A Tweep sent me word that Blue Cross and Blue Shield is engaging in a Silver Gap strategy in rural Georgia.
@wcsanders even better zip code 30503 is currently a Silver Spam zip code
— Richard Mayhew (@bjdickmayhew) August 26, 2016
I went to Health Sherpa to look at what is currently being offered in zip code 30503 for a 40 year old non-smoker without subsidy on Exchange.
This zip code has a carrier engaged in a Silver Spam strategy. The #1 Silver plan is from Kaiser Permanante of Georgia and it is priced at $321. The second Silver which sets the subsidy benchmark is also from Kaiser. It is priced at $321 as well. The two plans are both HMO’s attached to the same network. The difference between them is $250 in deductible and a shift between co-insurance and co-pays. In my mind, those are minor benefit configuration tweaks that are merely designed to produce cloned plans that beat the minimal federal rule on “meaningful difference”.
After that, the #3 Silver is at $330 and it was offered by Coventry/Aetna. The plans seemed to be reasonably tightly clustered in price and design which is what we would expect from a reasonably competetive market. This is good for people who are buying with low to no subsidy. It is bad for people who are getting heavily subsidized.
This individual who earns $18,000 per year will pay $62 per month for the #1 Silver and $63 per month for the #2 Silver. These Silvers come with Cost Sharing Reduction subsidies so the value proposition for anyone who is vaguely inclined to think they are sick will keep them in Silver instead of moving to the zero dollar post-subsidy Bronze.
Most of the carriers in this market are pulling out for 2017. Blue Cross and Blue Shield which had a $336 Silver plan which would have cost this individual $80 per month is now offering the #1 and #2 Silvers in the market.

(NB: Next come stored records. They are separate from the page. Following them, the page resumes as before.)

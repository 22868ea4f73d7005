use std::net::SocketAddr;
use std::path::PathBuf;

use anyhow::Result;
use archive_kernel_api::{ArchiveKernelApi, AuditQuery, KernelConfig, API_CONTRACT_VERSION};
use archive_kernel_core::{
    Actor, ArchivalId, ArchiveError, ArchiveRequest, AuditOperation, RecordId, RequestOrigin,
    RestoreRequest,
};
use axum::body::Bytes;
use axum::extract::{Path, Query, State};
use axum::http::{HeaderMap, StatusCode};
use axum::response::{IntoResponse, Response};
use axum::routing::{get, post};
use axum::{Json, Router};
use clap::Parser;
use serde::de::DeserializeOwned;
use serde::{Deserialize, Serialize};
use tracing_subscriber::EnvFilter;

const SERVICE_CONTRACT_VERSION: &str = "service.v1";
const OPENAPI_YAML: &str = include_str!("../../../openapi/openapi.yaml");

const ADMIN_ID_HEADER: &str = "x-admin-id";
const ADMIN_ROLE_HEADER: &str = "x-admin-role";
const FORWARDED_FOR_HEADER: &str = "x-forwarded-for";

#[derive(Debug, Clone)]
struct ServiceState {
    api: ArchiveKernelApi,
}

#[derive(Debug, Clone, Serialize)]
struct ServiceEnvelope<T>
where
    T: Serialize,
{
    service_contract_version: &'static str,
    api_contract_version: &'static str,
    data: T,
}

/// Error body. Only the coarse public message leaves the process; full detail is in the
/// audit trail and the service log.
#[derive(Debug, Clone, Serialize)]
struct ServiceError {
    #[serde(skip)]
    status: StatusCode,
    service_contract_version: &'static str,
    code: &'static str,
    error: String,
    retryable: bool,
}

#[derive(Debug, Clone, Default, Deserialize)]
#[serde(default)]
struct ArchiveBody {
    reason: Option<String>,
    notes: Option<String>,
}

#[derive(Debug, Clone, Default, Deserialize)]
#[serde(default)]
struct RestoreBody {
    reason: Option<String>,
}

#[derive(Debug, Clone, Default, Deserialize)]
#[serde(default)]
struct ArchivesQuery {
    original_id: Option<i64>,
}

#[derive(Debug, Clone, Default, Deserialize)]
#[serde(default)]
struct AuditListQuery {
    archival_id: Option<i64>,
    original_id: Option<i64>,
    limit: Option<usize>,
}

#[derive(Debug, Clone, Serialize)]
struct HealthResponse {
    status: &'static str,
}

#[derive(Debug, Parser)]
#[command(name = "archive-kernel-service")]
#[command(about = "Local HTTP service for the archive/restore kernel")]
struct Args {
    #[arg(long, default_value = "./archive_kernel.sqlite3")]
    db: PathBuf,
    #[arg(long, default_value = "127.0.0.1:4010")]
    bind: SocketAddr,
    /// YAML file with layout, defaults policy and timeouts.
    #[arg(long)]
    config: Option<PathBuf>,
    #[arg(long)]
    busy_timeout_ms: Option<u64>,
    #[arg(long)]
    operation_timeout_ms: Option<u64>,
}

impl IntoResponse for ServiceError {
    fn into_response(self) -> Response {
        (self.status, Json(self)).into_response()
    }
}

impl ServiceError {
    fn bad_request(message: impl Into<String>) -> Self {
        Self {
            status: StatusCode::BAD_REQUEST,
            service_contract_version: SERVICE_CONTRACT_VERSION,
            code: "invalid_request",
            error: message.into(),
            retryable: false,
        }
    }

    /// Map a facade error onto an HTTP status. `operation` picks the wording for coarse
    /// failures of mutating calls; reads pass `None`.
    fn from_api(err: &anyhow::Error, operation: Option<AuditOperation>) -> Self {
        let Some(archive_error) = err.downcast_ref::<ArchiveError>() else {
            tracing::error!(error = %format!("{err:#}"), "request failed outside the kernel taxonomy");
            return Self {
                status: StatusCode::INTERNAL_SERVER_ERROR,
                service_contract_version: SERVICE_CONTRACT_VERSION,
                code: "internal",
                error: "request failed; contact an administrator".to_string(),
                retryable: false,
            };
        };

        let status = match archive_error {
            ArchiveError::NotFound(_) => StatusCode::NOT_FOUND,
            ArchiveError::SelfOperationDenied { .. } => StatusCode::FORBIDDEN,
            ArchiveError::AlreadyArchived(_) | ArchiveError::SchemaConstraintViolation(_) => {
                StatusCode::CONFLICT
            }
            ArchiveError::StoreUnavailable(_) => StatusCode::SERVICE_UNAVAILABLE,
            ArchiveError::InvalidRequest(_) => StatusCode::BAD_REQUEST,
            ArchiveError::Internal(_) => StatusCode::INTERNAL_SERVER_ERROR,
        };
        let error = archive_error.request_message(operation);
        if status.is_server_error() {
            tracing::warn!(code = archive_error.code(), detail = %archive_error.detail(), "request failed");
        }

        Self {
            status,
            service_contract_version: SERVICE_CONTRACT_VERSION,
            code: archive_error.code(),
            error,
            retryable: archive_error.is_retryable(),
        }
    }
}

fn envelope<T>(data: T) -> ServiceEnvelope<T>
where
    T: Serialize,
{
    ServiceEnvelope {
        service_contract_version: SERVICE_CONTRACT_VERSION,
        api_contract_version: API_CONTRACT_VERSION,
        data,
    }
}

fn header_text(headers: &HeaderMap, name: &str) -> Option<String> {
    headers
        .get(name)
        .and_then(|value| value.to_str().ok())
        .map(str::trim)
        .filter(|value| !value.is_empty())
        .map(ToString::to_string)
}

/// The session layer in front of this service vouches for the acting administrator.
fn actor_from_headers(headers: &HeaderMap) -> Result<Actor, ServiceError> {
    let raw_id = header_text(headers, ADMIN_ID_HEADER)
        .ok_or_else(|| ServiceError::bad_request(format!("missing {ADMIN_ID_HEADER} header")))?;
    let admin_id = raw_id.parse::<i64>().map_err(|_| {
        ServiceError::bad_request(format!("{ADMIN_ID_HEADER} must be an integer identifier"))
    })?;
    Ok(Actor {
        admin_id: RecordId(admin_id),
        role: header_text(headers, ADMIN_ROLE_HEADER).unwrap_or_default(),
    })
}

fn origin_from_headers(headers: &HeaderMap) -> RequestOrigin {
    RequestOrigin {
        ip: header_text(headers, FORWARDED_FOR_HEADER)
            .and_then(|value| value.split(',').next().map(|first| first.trim().to_string())),
        user_agent: header_text(headers, http::header::USER_AGENT.as_str()),
    }
}

fn app(state: ServiceState) -> Router {
    Router::new()
        .route("/v1/health", get(health))
        .route("/v1/openapi", get(openapi))
        .route("/v1/db/schema-version", get(db_schema_version))
        .route("/v1/schema/:entity", get(schema_describe))
        .route("/v1/records/:original_id/archive", post(archive_record))
        .route("/v1/archives", get(archives_list))
        .route("/v1/archives/:archival_id", get(archive_show))
        .route(
            "/v1/archives/:archival_id/restore",
            get(restore_archive_from_query).post(restore_archive_from_body),
        )
        .route("/v1/audit", get(audit_list))
        .with_state(state)
}

fn load_config(args: &Args) -> Result<KernelConfig> {
    let mut config = match &args.config {
        Some(path) => KernelConfig::load(path)?,
        None => KernelConfig::default(),
    };
    if let Some(ms) = args.busy_timeout_ms {
        config.timeouts.busy_timeout_ms = ms;
    }
    if let Some(ms) = args.operation_timeout_ms {
        config.timeouts.operation_timeout_ms = ms;
    }
    Ok(config)
}

#[tokio::main]
async fn main() -> Result<()> {
    let filter =
        EnvFilter::try_from_default_env().unwrap_or_else(|_| EnvFilter::new("archive_kernel=info"));
    tracing_subscriber::fmt().with_env_filter(filter).init();

    let args = Args::parse();
    let config = load_config(&args)?;
    let state = ServiceState { api: ArchiveKernelApi::with_config(args.db.clone(), config) };
    let listener = tokio::net::TcpListener::bind(args.bind).await?;
    tracing::info!(bind = %args.bind, db = %args.db.display(), "archive kernel service listening");
    axum::serve(listener, app(state)).await?;
    Ok(())
}

async fn health() -> Json<ServiceEnvelope<HealthResponse>> {
    Json(envelope(HealthResponse { status: "ok" }))
}

async fn openapi() -> impl IntoResponse {
    (StatusCode::OK, [("content-type", "application/yaml; charset=utf-8")], OPENAPI_YAML)
}

async fn db_schema_version(
    State(state): State<ServiceState>,
) -> Result<Json<ServiceEnvelope<archive_kernel_store_sqlite::SchemaStatus>>, ServiceError> {
    let status = state.api.schema_status().map_err(|err| ServiceError::from_api(&err, None))?;
    Ok(Json(envelope(status)))
}

async fn schema_describe(
    State(state): State<ServiceState>,
    Path(entity): Path<String>,
) -> Result<Json<ServiceEnvelope<archive_kernel_core::SchemaDescriptor>>, ServiceError> {
    let descriptor =
        state.api.describe(&entity).map_err(|err| ServiceError::from_api(&err, None))?;
    Ok(Json(envelope(descriptor)))
}

async fn archive_record(
    State(state): State<ServiceState>,
    Path(original_id): Path<i64>,
    headers: HeaderMap,
    body: Bytes,
) -> Result<Json<ServiceEnvelope<archive_kernel_core::ArchiveOutcome>>, ServiceError> {
    let body: ArchiveBody = optional_json(&body)?;
    let request = ArchiveRequest {
        original_id: RecordId(original_id),
        actor: actor_from_headers(&headers)?,
        reason: body.reason,
        notes: body.notes,
        origin: origin_from_headers(&headers),
    };
    let outcome = state
        .api
        .archive(&request)
        .map_err(|err| ServiceError::from_api(&err, Some(AuditOperation::Archive)))?;
    Ok(Json(envelope(outcome)))
}

/// Reason and notes are optional, so an absent or blank body is the same as `{}`.
fn optional_json<T>(body: &Bytes) -> Result<T, ServiceError>
where
    T: DeserializeOwned + Default,
{
    if body.iter().all(u8::is_ascii_whitespace) {
        return Ok(T::default());
    }
    serde_json::from_slice(body)
        .map_err(|err| ServiceError::bad_request(format!("invalid request body: {err}")))
}

fn restore_archive(
    state: &ServiceState,
    archival_id: i64,
    headers: &HeaderMap,
    reason: Option<String>,
) -> Result<Json<ServiceEnvelope<archive_kernel_core::RestoreOutcome>>, ServiceError> {
    let request = RestoreRequest {
        archival_id: ArchivalId(archival_id),
        actor: actor_from_headers(headers)?,
        reason,
        origin: origin_from_headers(headers),
    };
    let outcome = state
        .api
        .restore(&request)
        .map_err(|err| ServiceError::from_api(&err, Some(AuditOperation::Restore)))?;
    Ok(Json(envelope(outcome)))
}

async fn restore_archive_from_query(
    State(state): State<ServiceState>,
    Path(archival_id): Path<i64>,
    headers: HeaderMap,
    Query(body): Query<RestoreBody>,
) -> Result<Json<ServiceEnvelope<archive_kernel_core::RestoreOutcome>>, ServiceError> {
    restore_archive(&state, archival_id, &headers, body.reason)
}

async fn restore_archive_from_body(
    State(state): State<ServiceState>,
    Path(archival_id): Path<i64>,
    headers: HeaderMap,
    body: Bytes,
) -> Result<Json<ServiceEnvelope<archive_kernel_core::RestoreOutcome>>, ServiceError> {
    let body: RestoreBody = optional_json(&body)?;
    restore_archive(&state, archival_id, &headers, body.reason)
}

async fn archives_list(
    State(state): State<ServiceState>,
    Query(query): Query<ArchivesQuery>,
) -> Result<Json<ServiceEnvelope<Vec<archive_kernel_core::ArchivedRecord>>>, ServiceError> {
    let records = state
        .api
        .list_archives(query.original_id.map(RecordId))
        .map_err(|err| ServiceError::from_api(&err, None))?;
    Ok(Json(envelope(records)))
}

async fn archive_show(
    State(state): State<ServiceState>,
    Path(archival_id): Path<i64>,
) -> Result<Json<ServiceEnvelope<archive_kernel_core::ArchivedRecord>>, ServiceError> {
    let record = state
        .api
        .get_archive(ArchivalId(archival_id))
        .map_err(|err| ServiceError::from_api(&err, None))?;
    Ok(Json(envelope(record)))
}

async fn audit_list(
    State(state): State<ServiceState>,
    Query(query): Query<AuditListQuery>,
) -> Result<Json<ServiceEnvelope<Vec<archive_kernel_core::StoredAuditEntry>>>, ServiceError> {
    let entries = state
        .api
        .list_audit(&AuditQuery {
            archival_id: query.archival_id.map(ArchivalId),
            original_id: query.original_id.map(RecordId),
            limit: query.limit,
        })
        .map_err(|err| ServiceError::from_api(&err, None))?;
    Ok(Json(envelope(entries)))
}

The new 2017 #1 Silver for this individual will be $385 per month. The new benchmark Silver will be $417. That is a $32 gap. The same individual who makes $18,000 per year as a 40 year old will now have a Silver with Cost Sharing Assistance that could cost him $31 per month. This will do two things to the subsidized buyers market. It will bring in a significant number of low income but healthy individuals into the market as $31 a month is a lot easier to find than $62 per month. And almost as importantly, it will increase the subsidy level for Bronze plans for higher income individuals. Someone making $36,000 a year would now have a subsidy of roughly $90 per month. That will make some of the Bronze plans significantly cheaper. These actions will improve the risk pool from this zip code.
The risk pool problem is on the non-subsidized and off-Exchange universes. These price increases will drive some of the healthy individuals away from the marketplace. If there are off-Exchange carriers offering super-narrow and low cost plans which are priced significantly below the 2017 Silver rates and close to 2016 rates, the damage will not be significant. If the pricing is no better than on-Exchange rates, then the off-Exchange market will get significantly sicker and the actuarial value of the coverage bought will decline.
lurker dean
hi richard. good stuff as usual. i wonder if you have any comments on the uwe reinhardt death spiral story on vox. he seems to be fairly rational (or at least not overtly partisan), so his prediction is a bit worrying.
http://www.vox.com/2016/8/25/12630214/obamacare-marketplaces-death-spiral
Richard Mayhew
@lurker dean: Uwe’s concern is that Congress would not appropriate funds for the APTC. And from there, that leads to a death spiral. However, on Exchange, APTC is an automatic appropriation so we don’t have to worry about that as long as there is one Democratic held veto point (House, Senate, White House). Off-Exchange is another matter but we’re not seeing that yet. The question will be total enrollment — if it stays flat or goes up in 2017, we’re ok, if it declines, we’re in trouble off-Exchange.
lurker dean
Thanks Richard, that makes sense. My brother sent me that uwe article so it’s nice to have your response to help explain the issue, which wasn’t clear to me either.
KlareCole
Thanks, Richard, for the info. There is such detail to understand about the ACA. Good to hear a little good news for it’s stability.
MikeS
So Richard, what it the fix for this? Is it administrative change to clarify “meaningful difference” or does it need congressional action?
Richard Mayhew
@MikeS: That’s tomorrow’s post that I wrote last night :)
But you get it on #1 — tougher meaningful difference regulation makes Silver Spamming a very thin needle to thread.